Problem statement: Only the count is wanted here: how many lines of the entries hold the string "struct"?

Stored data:
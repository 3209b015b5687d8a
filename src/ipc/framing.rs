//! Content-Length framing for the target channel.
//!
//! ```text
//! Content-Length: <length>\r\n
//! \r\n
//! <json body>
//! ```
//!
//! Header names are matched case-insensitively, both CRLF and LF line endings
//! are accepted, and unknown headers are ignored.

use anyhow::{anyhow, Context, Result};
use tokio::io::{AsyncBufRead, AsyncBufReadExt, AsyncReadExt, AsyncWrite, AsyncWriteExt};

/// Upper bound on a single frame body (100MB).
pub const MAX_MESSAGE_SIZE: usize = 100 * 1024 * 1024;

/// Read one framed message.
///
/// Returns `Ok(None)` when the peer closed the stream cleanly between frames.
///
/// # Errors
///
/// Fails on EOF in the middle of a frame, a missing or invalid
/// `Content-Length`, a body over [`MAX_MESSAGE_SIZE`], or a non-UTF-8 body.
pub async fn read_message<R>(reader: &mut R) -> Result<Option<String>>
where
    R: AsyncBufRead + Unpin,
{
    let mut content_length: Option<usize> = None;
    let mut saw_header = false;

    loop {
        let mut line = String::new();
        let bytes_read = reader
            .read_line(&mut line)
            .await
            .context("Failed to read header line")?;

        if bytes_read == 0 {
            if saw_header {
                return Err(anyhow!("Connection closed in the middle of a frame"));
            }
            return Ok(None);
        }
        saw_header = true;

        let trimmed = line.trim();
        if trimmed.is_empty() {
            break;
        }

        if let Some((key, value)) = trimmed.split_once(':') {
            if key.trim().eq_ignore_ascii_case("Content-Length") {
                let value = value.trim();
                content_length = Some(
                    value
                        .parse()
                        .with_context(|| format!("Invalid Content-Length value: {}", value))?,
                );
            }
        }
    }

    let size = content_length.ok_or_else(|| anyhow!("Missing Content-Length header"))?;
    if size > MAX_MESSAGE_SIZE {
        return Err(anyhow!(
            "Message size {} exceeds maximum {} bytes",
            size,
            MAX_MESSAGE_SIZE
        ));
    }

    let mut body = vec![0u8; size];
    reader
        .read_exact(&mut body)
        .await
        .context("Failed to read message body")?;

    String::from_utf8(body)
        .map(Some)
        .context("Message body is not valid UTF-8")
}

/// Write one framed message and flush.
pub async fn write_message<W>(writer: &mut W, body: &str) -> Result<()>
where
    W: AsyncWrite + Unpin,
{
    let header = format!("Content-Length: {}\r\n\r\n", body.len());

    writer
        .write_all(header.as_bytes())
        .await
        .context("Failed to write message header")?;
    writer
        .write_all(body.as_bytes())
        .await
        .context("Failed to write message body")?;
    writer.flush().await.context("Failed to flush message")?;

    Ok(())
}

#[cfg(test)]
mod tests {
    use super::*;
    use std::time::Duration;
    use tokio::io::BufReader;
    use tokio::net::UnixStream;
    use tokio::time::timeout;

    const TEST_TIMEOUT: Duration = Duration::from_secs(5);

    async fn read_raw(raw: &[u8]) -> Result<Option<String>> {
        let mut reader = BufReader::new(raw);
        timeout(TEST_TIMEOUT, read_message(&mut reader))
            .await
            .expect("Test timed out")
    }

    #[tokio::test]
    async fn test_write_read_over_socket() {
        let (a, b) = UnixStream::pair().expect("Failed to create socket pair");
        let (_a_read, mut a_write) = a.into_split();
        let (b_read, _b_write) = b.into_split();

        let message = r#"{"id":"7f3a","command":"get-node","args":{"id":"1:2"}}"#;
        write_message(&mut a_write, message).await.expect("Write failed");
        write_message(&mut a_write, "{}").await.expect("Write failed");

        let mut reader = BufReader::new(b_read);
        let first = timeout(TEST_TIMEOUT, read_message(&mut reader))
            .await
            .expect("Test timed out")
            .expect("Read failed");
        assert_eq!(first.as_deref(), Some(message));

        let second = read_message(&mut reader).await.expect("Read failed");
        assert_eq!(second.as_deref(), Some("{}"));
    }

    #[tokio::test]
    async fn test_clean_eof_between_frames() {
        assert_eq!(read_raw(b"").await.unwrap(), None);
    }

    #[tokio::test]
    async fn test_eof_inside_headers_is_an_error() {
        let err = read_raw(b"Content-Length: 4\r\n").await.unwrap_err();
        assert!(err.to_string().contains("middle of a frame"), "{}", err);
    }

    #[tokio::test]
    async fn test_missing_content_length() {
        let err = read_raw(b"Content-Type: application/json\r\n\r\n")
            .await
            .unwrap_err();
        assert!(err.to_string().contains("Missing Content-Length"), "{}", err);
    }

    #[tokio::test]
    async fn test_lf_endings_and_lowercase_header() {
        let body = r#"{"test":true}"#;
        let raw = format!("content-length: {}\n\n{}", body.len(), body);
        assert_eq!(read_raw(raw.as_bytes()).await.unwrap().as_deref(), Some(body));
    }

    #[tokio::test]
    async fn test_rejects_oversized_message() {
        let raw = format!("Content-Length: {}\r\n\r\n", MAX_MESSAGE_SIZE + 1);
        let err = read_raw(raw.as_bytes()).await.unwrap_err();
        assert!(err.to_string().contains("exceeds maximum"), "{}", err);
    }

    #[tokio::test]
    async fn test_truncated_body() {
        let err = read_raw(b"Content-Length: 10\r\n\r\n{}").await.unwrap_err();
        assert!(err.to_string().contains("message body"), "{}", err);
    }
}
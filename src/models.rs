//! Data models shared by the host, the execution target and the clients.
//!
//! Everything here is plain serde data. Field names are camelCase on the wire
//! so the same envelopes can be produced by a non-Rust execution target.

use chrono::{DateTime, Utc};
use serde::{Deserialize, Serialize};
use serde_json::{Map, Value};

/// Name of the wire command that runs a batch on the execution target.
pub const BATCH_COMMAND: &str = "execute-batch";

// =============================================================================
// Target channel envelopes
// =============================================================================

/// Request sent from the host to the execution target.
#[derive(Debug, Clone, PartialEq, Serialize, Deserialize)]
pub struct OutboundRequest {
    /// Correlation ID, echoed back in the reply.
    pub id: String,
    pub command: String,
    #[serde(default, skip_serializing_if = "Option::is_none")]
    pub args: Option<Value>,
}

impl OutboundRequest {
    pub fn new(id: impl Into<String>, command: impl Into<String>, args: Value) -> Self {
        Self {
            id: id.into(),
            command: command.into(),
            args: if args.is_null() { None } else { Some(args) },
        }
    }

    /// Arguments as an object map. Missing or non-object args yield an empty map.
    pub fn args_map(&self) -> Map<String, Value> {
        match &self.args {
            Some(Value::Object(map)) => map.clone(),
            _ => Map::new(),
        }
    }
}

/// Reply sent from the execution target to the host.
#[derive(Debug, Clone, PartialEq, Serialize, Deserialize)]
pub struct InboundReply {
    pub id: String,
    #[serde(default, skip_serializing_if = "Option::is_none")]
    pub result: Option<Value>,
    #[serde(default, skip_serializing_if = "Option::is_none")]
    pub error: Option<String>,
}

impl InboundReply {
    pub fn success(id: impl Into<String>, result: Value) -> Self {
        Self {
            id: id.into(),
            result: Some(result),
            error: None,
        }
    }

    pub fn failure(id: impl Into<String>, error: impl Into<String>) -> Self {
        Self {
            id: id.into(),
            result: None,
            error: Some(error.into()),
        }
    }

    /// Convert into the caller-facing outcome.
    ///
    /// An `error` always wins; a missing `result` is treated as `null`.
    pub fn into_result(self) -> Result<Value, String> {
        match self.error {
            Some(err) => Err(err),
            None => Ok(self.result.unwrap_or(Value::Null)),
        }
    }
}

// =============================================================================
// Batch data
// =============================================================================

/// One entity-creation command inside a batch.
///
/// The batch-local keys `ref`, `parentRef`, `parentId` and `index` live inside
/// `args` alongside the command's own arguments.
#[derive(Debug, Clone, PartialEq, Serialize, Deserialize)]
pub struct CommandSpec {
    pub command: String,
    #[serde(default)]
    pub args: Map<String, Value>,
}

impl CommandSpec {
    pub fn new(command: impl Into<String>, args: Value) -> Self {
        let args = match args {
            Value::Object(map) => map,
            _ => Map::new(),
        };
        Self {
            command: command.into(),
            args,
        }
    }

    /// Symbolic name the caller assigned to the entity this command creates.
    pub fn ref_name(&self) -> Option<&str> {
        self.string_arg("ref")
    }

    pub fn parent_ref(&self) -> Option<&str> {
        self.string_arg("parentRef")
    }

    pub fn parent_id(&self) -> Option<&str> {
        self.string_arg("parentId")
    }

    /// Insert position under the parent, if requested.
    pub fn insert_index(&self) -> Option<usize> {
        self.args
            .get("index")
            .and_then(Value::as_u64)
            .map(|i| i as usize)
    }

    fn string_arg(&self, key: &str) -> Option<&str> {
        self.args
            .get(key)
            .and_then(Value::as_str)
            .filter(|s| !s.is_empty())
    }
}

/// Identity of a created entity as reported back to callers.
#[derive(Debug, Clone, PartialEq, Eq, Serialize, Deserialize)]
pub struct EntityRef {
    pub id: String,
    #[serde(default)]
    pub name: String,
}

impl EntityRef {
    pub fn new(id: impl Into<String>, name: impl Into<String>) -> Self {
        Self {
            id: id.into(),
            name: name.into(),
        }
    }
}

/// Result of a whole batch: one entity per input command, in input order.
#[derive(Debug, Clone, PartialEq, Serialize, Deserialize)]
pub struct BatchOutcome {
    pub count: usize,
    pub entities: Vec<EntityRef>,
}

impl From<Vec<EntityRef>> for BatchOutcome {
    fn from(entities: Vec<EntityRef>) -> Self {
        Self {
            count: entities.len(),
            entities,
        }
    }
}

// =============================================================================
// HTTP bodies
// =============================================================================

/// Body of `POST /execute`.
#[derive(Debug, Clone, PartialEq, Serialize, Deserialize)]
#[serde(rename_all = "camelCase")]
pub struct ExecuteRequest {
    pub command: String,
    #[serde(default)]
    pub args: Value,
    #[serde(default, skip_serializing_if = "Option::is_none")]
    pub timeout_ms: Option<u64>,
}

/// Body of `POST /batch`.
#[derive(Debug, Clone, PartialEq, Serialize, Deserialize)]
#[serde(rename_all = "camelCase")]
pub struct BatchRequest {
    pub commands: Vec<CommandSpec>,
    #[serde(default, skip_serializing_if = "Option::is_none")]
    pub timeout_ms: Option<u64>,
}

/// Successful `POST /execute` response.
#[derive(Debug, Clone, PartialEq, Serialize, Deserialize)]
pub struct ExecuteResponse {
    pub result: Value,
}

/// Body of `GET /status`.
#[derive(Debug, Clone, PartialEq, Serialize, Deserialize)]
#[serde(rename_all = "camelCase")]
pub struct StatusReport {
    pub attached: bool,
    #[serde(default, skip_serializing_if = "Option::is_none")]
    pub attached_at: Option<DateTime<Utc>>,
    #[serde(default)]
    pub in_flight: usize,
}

Exercise solution: 9